WHAT THE TASK REQUIRES
Retype the records below so that each one matches exactly.

Stored items from a collection:
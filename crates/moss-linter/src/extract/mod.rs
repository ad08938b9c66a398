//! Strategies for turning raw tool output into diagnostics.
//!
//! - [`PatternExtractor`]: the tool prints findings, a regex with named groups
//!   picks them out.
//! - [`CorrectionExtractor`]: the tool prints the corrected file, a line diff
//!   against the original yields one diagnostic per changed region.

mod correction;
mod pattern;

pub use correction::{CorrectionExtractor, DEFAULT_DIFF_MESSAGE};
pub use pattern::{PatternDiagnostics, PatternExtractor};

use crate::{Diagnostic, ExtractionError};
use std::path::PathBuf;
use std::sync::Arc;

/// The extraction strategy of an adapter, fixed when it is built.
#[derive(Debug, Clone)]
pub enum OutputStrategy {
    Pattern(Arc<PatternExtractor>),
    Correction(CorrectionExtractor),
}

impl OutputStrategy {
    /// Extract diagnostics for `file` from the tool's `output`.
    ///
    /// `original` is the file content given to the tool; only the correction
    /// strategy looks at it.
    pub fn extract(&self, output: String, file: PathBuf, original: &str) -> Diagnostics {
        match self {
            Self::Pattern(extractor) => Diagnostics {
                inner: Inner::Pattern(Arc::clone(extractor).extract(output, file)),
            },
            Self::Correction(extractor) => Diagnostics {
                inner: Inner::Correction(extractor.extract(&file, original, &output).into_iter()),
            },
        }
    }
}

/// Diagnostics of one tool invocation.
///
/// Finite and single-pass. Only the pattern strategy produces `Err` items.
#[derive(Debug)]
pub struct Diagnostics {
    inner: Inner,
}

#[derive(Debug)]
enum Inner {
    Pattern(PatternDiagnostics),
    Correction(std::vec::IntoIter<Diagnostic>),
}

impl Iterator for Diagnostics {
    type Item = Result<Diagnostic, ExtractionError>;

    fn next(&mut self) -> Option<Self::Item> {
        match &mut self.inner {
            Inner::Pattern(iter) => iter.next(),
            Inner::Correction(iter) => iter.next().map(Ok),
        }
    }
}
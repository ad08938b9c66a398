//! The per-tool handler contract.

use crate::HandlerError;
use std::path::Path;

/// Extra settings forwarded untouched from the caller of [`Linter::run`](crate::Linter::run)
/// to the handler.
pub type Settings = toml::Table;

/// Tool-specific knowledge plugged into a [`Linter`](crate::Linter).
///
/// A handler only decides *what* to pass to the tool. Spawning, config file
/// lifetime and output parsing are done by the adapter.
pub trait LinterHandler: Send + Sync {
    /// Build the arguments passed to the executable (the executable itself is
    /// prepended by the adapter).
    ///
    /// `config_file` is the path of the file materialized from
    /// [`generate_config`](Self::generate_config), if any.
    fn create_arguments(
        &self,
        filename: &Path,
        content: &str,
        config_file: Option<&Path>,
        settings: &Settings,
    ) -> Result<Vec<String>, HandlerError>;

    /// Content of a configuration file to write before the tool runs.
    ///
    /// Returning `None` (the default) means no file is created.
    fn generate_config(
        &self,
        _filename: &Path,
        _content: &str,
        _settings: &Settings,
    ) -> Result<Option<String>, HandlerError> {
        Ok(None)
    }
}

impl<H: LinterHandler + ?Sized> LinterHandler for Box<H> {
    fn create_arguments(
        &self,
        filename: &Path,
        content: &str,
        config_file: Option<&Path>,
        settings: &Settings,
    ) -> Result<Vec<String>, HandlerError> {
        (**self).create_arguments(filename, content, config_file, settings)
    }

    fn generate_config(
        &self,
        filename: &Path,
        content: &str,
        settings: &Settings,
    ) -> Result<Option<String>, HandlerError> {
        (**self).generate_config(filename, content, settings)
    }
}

WRITTEN SOLUTION
filename crates/moss-linter/src/extract/mod.rs
repository ad08938b9c66a398
//! Strategies for turning raw tool output into diagnostics.
//!
//! - [`PatternExtractor`]: the tool prints findings, a regex with named groups
//!   picks them out.
//! - [`CorrectionExtractor`]: the tool prints the corrected file, a line diff
//!   against the original yields one diagnostic per changed region.

mod correction;
mod pattern;

pub use correction::{CorrectionExtractor, DEFAULT_DIFF_MESSAGE};
pub use pattern::{PatternDiagnostics, PatternExtractor};

use crate::{Diagnostic, ExtractionError};
use std::path::PathBuf;
use std::sync::Arc;

/// The extraction strategy of an adapter, fixed when it is built.
#[derive(Debug, Clone)]
pub enum OutputStrategy {
    Pattern(Arc<PatternExtractor>),
    Correction(CorrectionExtractor),
}

impl OutputStrategy {
    /// Extract diagnostics for `file` from the tool's `output`.
    ///
    /// `original` is the file content given to the tool; only the correction
    /// strategy looks at it.
    pub fn extract(&self, output: String, file: PathBuf, original: &str) -> Diagnostics {
        match self {
            Self::Pattern(extractor) => Diagnostics {
                inner: Inner::Pattern(Arc::clone(extractor).extract(output, file)),
            },
            Self::Correction(extractor) => Diagnostics {
                inner: Inner::Correction(extractor.extract(&file, original, &output).into_iter()),
            },
        }
    }
}

/// Diagnostics of one tool invocation.
///
/// Finite and single-pass. Only the pattern strategy produces `Err` items.
#[derive(Debug)]
pub struct Diagnostics {
    inner: Inner,
}

#[derive(Debug)]
enum Inner {
    Pattern(PatternDiagnostics),
    Correction(std::vec::IntoIter<Diagnostic>),
}

impl Iterator for Diagnostics {
    type Item = Result<Diagnostic, ExtractionError>;

    fn next(&mut self) -> Option<Self::Item> {
        match &mut self.inner {
            Inner::Pattern(iter) => iter.next(),
            Inner::Correction(iter) => iter.next().map(Ok),
        }
    }
}
repository ad08938b9c66a398
//! The per-tool handler contract.

use crate::HandlerError;
use std::path::Path;

/// Extra settings forwarded untouched from the caller of [`Linter::run`](crate::Linter::run)
/// to the handler.
pub type Settings = toml::Table;

/// Tool-specific knowledge plugged into a [`Linter`](crate::Linter).
///
/// A handler only decides *what* to pass to the tool. Spawning, config file
/// lifetime and output parsing are done by the adapter.
pub trait LinterHandler: Send + Sync {
    /// Build the arguments passed to the executable (the executable itself is
    /// prepended by the adapter).
    ///
    /// `config_file` is the path of the file materialized from
    /// [`generate_config`](Self::generate_config), if any.
    fn create_arguments(
        &self,
        filename: &Path,
        content: &str,
        config_file: Option<&Path>,
        settings: &Settings,
    ) -> Result<Vec<String>, HandlerError>;

    /// Content of a configuration file to write before the tool runs.
    ///
    /// Returning `None` (the default) means no file is created.
    fn generate_config(
        &self,
        _filename: &Path,
        _content: &str,
        _settings: &Settings,
    ) -> Result<Option<String>, HandlerError> {
        Ok(None)
    }
}

impl<H: LinterHandler + ?Sized> LinterHandler for Box<H> {
    fn create_arguments(
        &self,
        filename: &Path,
        content: &str,
        config_file: Option<&Path>,
        settings: &Settings,
    ) -> Result<Vec<String>, HandlerError> {
        (**self).create_arguments(filename, content, config_file, settings)
    }

    fn generate_config(
        &self,
        filename: &Path,
        content: &str,
        settings: &Settings,
    ) -> Result<Option<String>, HandlerError> {
        (**self).generate_config(filename, content, settings)
    }
}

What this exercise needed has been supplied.